Dat bestrijdingsmiddelen allerlei klachten kunnen geven op de lange termijn, wisten we al. Sinds kort kennen we een nieuw bestrijdingsmiddel: Neonicotinoïden. Op de lange termijn kan dit bestrijdingsmiddel schadelijke gevolgen hebben op onder andere de hersenontwikkeling van een baby en voor de intelligentie van je kind.
Half januari 2013 werden champignons massaal uit de rekken gehaald naar aanleiding van een te hoog gehalte aan nicotine. Over de oorzaak wordt niet veel prijs gegeven, maar één bron leidde naar het mogelijk gebruik van neonicotinoïden bij een naburig kippenbedrijf.
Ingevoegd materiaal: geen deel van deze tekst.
//! Withdrawal request and decision service.
//!
//! Requesting a withdrawal moves money out of the creator's withdrawable
//! balance immediately: the debit and the pending request are written in
//! one transaction, with the sufficient-funds guard inside the debit
//! itself. Admin decisions flip the request to `completed` (money already
//! left at request time) or `rejected`, which credits the amount back in
//! the same transaction as the status flip.

use std::collections::HashMap;
use std::sync::Arc;

use chrono::Utc;
use rust_decimal::Decimal;
use sea_orm::{DatabaseConnection, Set, TransactionTrait};
use serde::{Deserialize, Serialize};
use serde_json::json;
use shoutly_common::{AppError, AppResult, IdGenerator};
use shoutly_db::{
    entities::withdrawal::{self, WithdrawalStatus},
    repositories::{CreatorRepository, WithdrawalRepository},
};
use validator::Validate;

use crate::services::activity::{ActivityLogService, ClientInfo, actions};
use crate::services::admin::Pagination;

const MIN_WITHDRAWAL_AMOUNT: Decimal = Decimal::from_parts(10, 0, 0, false, 0);
const DEFAULT_PAGE_SIZE: u64 = 20;
const MAX_PAGE_SIZE: u64 = 50;
const MAX_ADMIN_PAGE_SIZE: u64 = 100;

/// Withdrawal request and decision service.
#[derive(Clone)]
pub struct WithdrawalService {
    db: Arc<DatabaseConnection>,
    withdrawal_repo: WithdrawalRepository,
    creator_repo: CreatorRepository,
    activity: ActivityLogService,
    id_gen: IdGenerator,
}

/// Payout destination submitted with a withdrawal request. Snapshotted
/// onto the request as JSON; later edits to the creator's payout method
/// never touch past requests.
#[derive(Debug, Clone, Serialize, Deserialize, Validate)]
#[serde(rename_all = "camelCase")]
pub struct PayoutMethodInput {
    /// Only bank transfers are supported.
    #[serde(rename = "type")]
    pub method_type: String,

    #[validate(length(min = 1, message = "Bank name is required"))]
    pub bank_name: String,

    #[validate(length(min = 1, message = "Account number is required"))]
    pub account_number: String,

    pub routing_number: Option<String>,

    #[validate(length(min = 1, message = "Account holder name is required"))]
    pub account_holder_name: String,
}

/// Input for requesting a withdrawal.
#[derive(Debug, Deserialize, Validate)]
#[serde(rename_all = "camelCase")]
pub struct RequestWithdrawalInput {
    pub amount: Decimal,

    #[validate(nested)]
    pub payout_method: PayoutMethodInput,
}

/// An admin's decision on a pending withdrawal.
#[derive(Debug, Deserialize)]
#[serde(rename_all = "camelCase")]
pub struct WithdrawalDecisionInput {
    /// One of `approve`, `reject`.
    pub action: String,
    pub admin_notes: Option<String>,
}

/// Page parameters for the creator's withdrawal list.
#[derive(Debug, Default, Deserialize)]
#[serde(rename_all = "camelCase")]
pub struct WithdrawalListQuery {
    pub page: Option<u64>,
    pub limit: Option<u64>,
}

/// Page, status, and search parameters for the admin withdrawal list.
#[derive(Debug, Default, Deserialize)]
#[serde(rename_all = "camelCase")]
pub struct AdminWithdrawalQuery {
    pub page: Option<u64>,
    pub limit: Option<u64>,
    pub status: Option<String>,
    /// Matches creator display names.
    pub search: Option<String>,
}

/// Withdrawal row returned to the requesting creator.
#[derive(Debug, Clone, Serialize)]
#[serde(rename_all = "camelCase")]
pub struct WithdrawalRow {
    pub id: String,
    pub amount: Decimal,
    pub status: WithdrawalStatus,
    pub payout_method: serde_json::Value,
    pub admin_notes: Option<String>,
    pub processed_at: Option<chrono::DateTime<chrono::FixedOffset>>,
    pub created_at: chrono::DateTime<chrono::FixedOffset>,
}

impl From<withdrawal::Model> for WithdrawalRow {
    fn from(model: withdrawal::Model) -> Self {
        Self {
            id: model.id,
            amount: model.amount,
            status: model.status,
            payout_method: model.payout_method,
            admin_notes: model.admin_notes,
            processed_at: model.processed_at,
            created_at: model.created_at,
        }
    }
}

/// Creator's withdrawal list page.
#[derive(Debug, Clone, Serialize)]
#[serde(rename_all = "camelCase")]
pub struct WithdrawalList {
    pub withdrawals: Vec<WithdrawalRow>,
    pub pagination: Pagination,
}

/// Creator snippet attached to admin withdrawal rows.
#[derive(Debug, Clone, Serialize)]
#[serde(rename_all = "camelCase")]
pub struct WithdrawalCreatorRef {
    pub id: String,
    pub display_name: String,
    pub email: String,
    pub avatar: Option<String>,
    pub available_balance: Decimal,
}

/// Withdrawal row in the admin list.
#[derive(Debug, Clone, Serialize)]
#[serde(rename_all = "camelCase")]
pub struct AdminWithdrawal {
    pub id: String,
    pub amount: Decimal,
    pub status: WithdrawalStatus,
    pub payout_method: serde_json::Value,
    pub admin_notes: Option<String>,
    pub processed_at: Option<chrono::DateTime<chrono::FixedOffset>>,
    pub created_at: chrono::DateTime<chrono::FixedOffset>,
    pub creator: Option<WithdrawalCreatorRef>,
}

/// Admin withdrawal list page.
#[derive(Debug, Clone, Serialize)]
#[serde(rename_all = "camelCase")]
pub struct AdminWithdrawalList {
    pub withdrawals: Vec<AdminWithdrawal>,
    pub pagination: Pagination,
}

fn page_params(page: Option<u64>, limit: Option<u64>, max_limit: u64) -> (u64, u64, u64) {
    let page = page.unwrap_or(1).max(1);
    let limit = limit.unwrap_or(DEFAULT_PAGE_SIZE).clamp(1, max_limit);
    (page, limit, (page - 1) * limit)
}

fn parse_status(value: Option<&str>) -> AppResult<Option<WithdrawalStatus>> {
    match value {
        None | Some("") => Ok(None),
        Some("pending") => Ok(Some(WithdrawalStatus::Pending)),
        Some("processing") => Ok(Some(WithdrawalStatus::Processing)),
        Some("completed") => Ok(Some(WithdrawalStatus::Completed)),
        Some("rejected") => Ok(Some(WithdrawalStatus::Rejected)),
        Some(_) => Err(AppError::BadRequest(
            "Invalid withdrawal status".to_string(),
        )),
    }
}

impl WithdrawalService {
    /// Create a new withdrawal service.
    #[must_use]
    pub fn new(
        db: Arc<DatabaseConnection>,
        withdrawal_repo: WithdrawalRepository,
        creator_repo: CreatorRepository,
        activity: ActivityLogService,
    ) -> Self {
        Self {
            db,
            withdrawal_repo,
            creator_repo,
            activity,
            id_gen: IdGenerator::new(),
        }
    }

    /// Request a withdrawal: debit the creator's withdrawable balance and
    /// record the pending request in one transaction. The debit's own
    /// guard decides whether the balance covers the amount.
    pub async fn request(
        &self,
        creator_id: &str,
        input: RequestWithdrawalInput,
        client: &ClientInfo,
    ) -> AppResult<WithdrawalRow> {
        input.validate()?;
        if input.payout_method.method_type != "bank" {
            return Err(AppError::Validation(
                "Only bank payout methods are supported".to_string(),
            ));
        }
        if input.amount < MIN_WITHDRAWAL_AMOUNT {
            return Err(AppError::Validation(
                "Minimum withdrawal amount is $10".to_string(),
            ));
        }

        let creator = self
            .creator_repo
            .find_by_id(creator_id)
            .await?
            .ok_or_else(|| AppError::NotFound("Creator not found".to_string()))?;
        if !creator.withdrawal_permission {
            return Err(AppError::Forbidden(
                "Withdrawal permission is disabled".to_string(),
            ));
        }

        let payout_snapshot = serde_json::to_value(&input.payout_method)
            .map_err(|e| AppError::Internal(format!("Failed to serialize payout method: {e}")))?;

        let txn = self
            .db
            .begin()
            .await
            .map_err(|e| AppError::Database(e.to_string()))?;

        let debited = self
            .creator_repo
            .debit_available_balance(&txn, creator_id, input.amount)
            .await?;
        if !debited {
            txn.rollback()
                .await
                .map_err(|e| AppError::Database(e.to_string()))?;
            return Err(AppError::BadRequest("Insufficient balance".to_string()));
        }

        let now = Utc::now();
        let model = withdrawal::ActiveModel {
            id: Set(self.id_gen.generate()),
            creator_id: Set(creator_id.to_string()),
            amount: Set(input.amount),
            status: Set(WithdrawalStatus::Pending),
            payout_method: Set(payout_snapshot),
            admin_notes: Set(None),
            processed_at: Set(None),
            created_at: Set(now.into()),
            updated_at: Set(now.into()),
        };
        let created = self.withdrawal_repo.create(&txn, model).await?;

        txn.commit()
            .await
            .map_err(|e| AppError::Database(e.to_string()))?;

        tracing::info!(
            creator_id = %creator_id,
            withdrawal_id = %created.id,
            amount = %created.amount,
            "Withdrawal requested, balance debited"
        );
        self.activity
            .withdrawal_requested(creator_id, &created.id, created.amount, client)
            .await;

        Ok(created.into())
    }

    /// List the creator's own withdrawal requests, newest first.
    pub async fn creator_withdrawals(
        &self,
        creator_id: &str,
        query: WithdrawalListQuery,
    ) -> AppResult<WithdrawalList> {
        let (page, limit, offset) = page_params(query.page, query.limit, MAX_PAGE_SIZE);

        let rows = self
            .withdrawal_repo
            .list_by_creator(creator_id, limit, offset)
            .await?;
        let total = self.withdrawal_repo.count_by_creator(creator_id).await?;

        let fetched = rows.len() as u64;
        Ok(WithdrawalList {
            withdrawals: rows.into_iter().map(WithdrawalRow::from).collect(),
            pagination: Pagination::new(page, limit, offset, fetched, total),
        })
    }

    /// List all withdrawal requests for the admin back office, with
    /// optional status filter and creator display-name search.
    pub async fn admin_withdrawals(
        &self,
        query: AdminWithdrawalQuery,
    ) -> AppResult<AdminWithdrawalList> {
        let (page, limit, offset) = page_params(query.page, query.limit, MAX_ADMIN_PAGE_SIZE);
        let status = parse_status(query.status.as_deref())?;

        let creator_ids = match query.search.as_deref().map(str::trim).filter(|s| !s.is_empty())
        {
            Some(term) => Some(
                self.creator_repo
                    .find_ids_by_display_name_like(term)
                    .await?,
            ),
            None => None,
        };

        let rows = self
            .withdrawal_repo
            .list_admin(status, creator_ids.as_deref(), limit, offset)
            .await?;
        let total = self
            .withdrawal_repo
            .count_admin(status, creator_ids.as_deref())
            .await?;

        let referenced: Vec<String> = rows.iter().map(|w| w.creator_id.clone()).collect();
        let creators: HashMap<String, WithdrawalCreatorRef> = self
            .creator_repo
            .find_by_ids(&referenced)
            .await?
            .into_iter()
            .map(|c| {
                (
                    c.id.clone(),
                    WithdrawalCreatorRef {
                        id: c.id,
                        display_name: c.display_name,
                        email: c.email,
                        avatar: c.avatar,
                        available_balance: c.available_balance,
                    },
                )
            })
            .collect();

        let fetched = rows.len() as u64;
        Ok(AdminWithdrawalList {
            withdrawals: rows
                .into_iter()
                .map(|w| AdminWithdrawal {
                    creator: creators.get(&w.creator_id).cloned(),
                    id: w.id,
                    amount: w.amount,
                    status: w.status,
                    payout_method: w.payout_method,
                    admin_notes: w.admin_notes,
                    processed_at: w.processed_at,
                    created_at: w.created_at,
                })
                .collect(),
            pagination: Pagination::new(page, limit, offset, fetched, total),
        })
    }

    /// Decide a pending withdrawal. Approving completes it; the money
    /// already left the balance at request time. Rejecting flips it to
    /// rejected and credits the amount back, in the same transaction as
    /// the status change so the ledger can never lose the refund.
    pub async fn decide(
        &self,
        admin_id: &str,
        withdrawal_id: &str,
        input: WithdrawalDecisionInput,
        client: &ClientInfo,
    ) -> AppResult<WithdrawalRow> {
        let target_status = match input.action.as_str() {
            "approve" => WithdrawalStatus::Completed,
            "reject" => WithdrawalStatus::Rejected,
            _ => return Err(AppError::BadRequest("Invalid action".to_string())),
        };

        let request = self
            .withdrawal_repo
            .find_by_id(withdrawal_id)
            .await?
            .ok_or_else(|| AppError::NotFound("Withdrawal not found".to_string()))?;

        let txn = self
            .db
            .begin()
            .await
            .map_err(|e| AppError::Database(e.to_string()))?;

        let applied = self
            .withdrawal_repo
            .decide(
                &txn,
                withdrawal_id,
                target_status,
                input.admin_notes.clone(),
            )
            .await?;
        if !applied {
            txn.rollback()
                .await
                .map_err(|e| AppError::Database(e.to_string()))?;
            return Err(AppError::InvalidState(
                "Withdrawal is not in pending status".to_string(),
            ));
        }
        if target_status == WithdrawalStatus::Rejected {
            self.creator_repo
                .credit_available_balance(&txn, &request.creator_id, request.amount)
                .await?;
        }

        txn.commit()
            .await
            .map_err(|e| AppError::Database(e.to_string()))?;

        let creator_email = self
            .creator_repo
            .find_by_id(&request.creator_id)
            .await?
            .map_or_else(|| request.creator_id.clone(), |c| c.email);

        let (action, verb) = match target_status {
            WithdrawalStatus::Rejected => (actions::WITHDRAWAL_REJECTED, "Rejected"),
            _ => (actions::WITHDRAWAL_APPROVED, "Approved"),
        };
        tracing::info!(
            withdrawal_id = %withdrawal_id,
            creator_id = %request.creator_id,
            amount = %request.amount,
            decision = %input.action,
            "Withdrawal decided"
        );
        self.activity
            .admin_action(
                admin_id,
                action,
                format!(
                    "{verb} withdrawal of ${} for creator: {creator_email}",
                    request.amount
                ),
                Some(json!({
                    "withdrawalId": withdrawal_id,
                    "amount": request.amount,
                    "creatorId": request.creator_id,
                    "adminNotes": input.admin_notes,
                })),
                client,
            )
            .await;

        let decided = self.withdrawal_repo.get_by_id(withdrawal_id).await?;
        Ok(decided.into())
    }
}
Gebruik van neonicotinoïden
Neonicotinoïden zijn het meest gebruikte bestrijdingsmiddel tegen onder meer bladluizen en worden voornamelijk gebruikt bij de teelt van suikerbieten, maïs en gewassen als wintertarwe en –gerst, spelt, kool –en vlaszaad. Natuurpunt en verschillende andere natuurorganisaties pleiten voor een verbod voor deze insecticiden, omdat het aan de basis ligt van een enorme bijensterfte!
Meer dan in één sigaret
Volgens toxicoloog Henk Tennekes krijgen we van dit insectengif, dat erg lijkt op nicotine, dagelijks meer dan 1,5 mg binnen, terwijl er in een sigaret ongeveer 1 mg nicotine zit. Via verschillende rapporten (2010 – 2012) toont hij aan dat deze veelgebruikte insecticide een binding aangaat met de acetylcholinereceptoren. Dit zijn receptoren die voorkomen in onze hersenen. Helaas kunnen de enzymen (acetylcholinesterases) dit niet afbreken, waardoor schadelijke gevolgen kunnen ontstaan voor onder meer de hersenontwikkeling van een baby tijdens de zwangerschap. Ook ADHD, autisme, en minder intellectuele intelligentie op latere leeftijd kan het gevolg zijn van dit toxische landbouwgif.
In februari 2013 is er een veterinair departement in India, die een publicatie uitbracht waarin het effect van vitamine C tegen de oxidatieve stress, veroorzaakt door de neonicotinoïde Imidacloprid, beschreven staat.
Advies
Kies zo veel mogelijk voor biologisch, organisch geteelde gewassen, vrij van insecticiden. Ondersteun je ontgiftingsproces fase I en II van de lever door voldoende inname van carotenoïden (wortel), vitamines E & C (10 mg vit C per kilo gewicht), foliumzuur (Vit B9), glutathion, mineralen zoals selenium en zink, coënzym Q10, aminozuren zoals taurine, glycine, cysteïne en glutamine.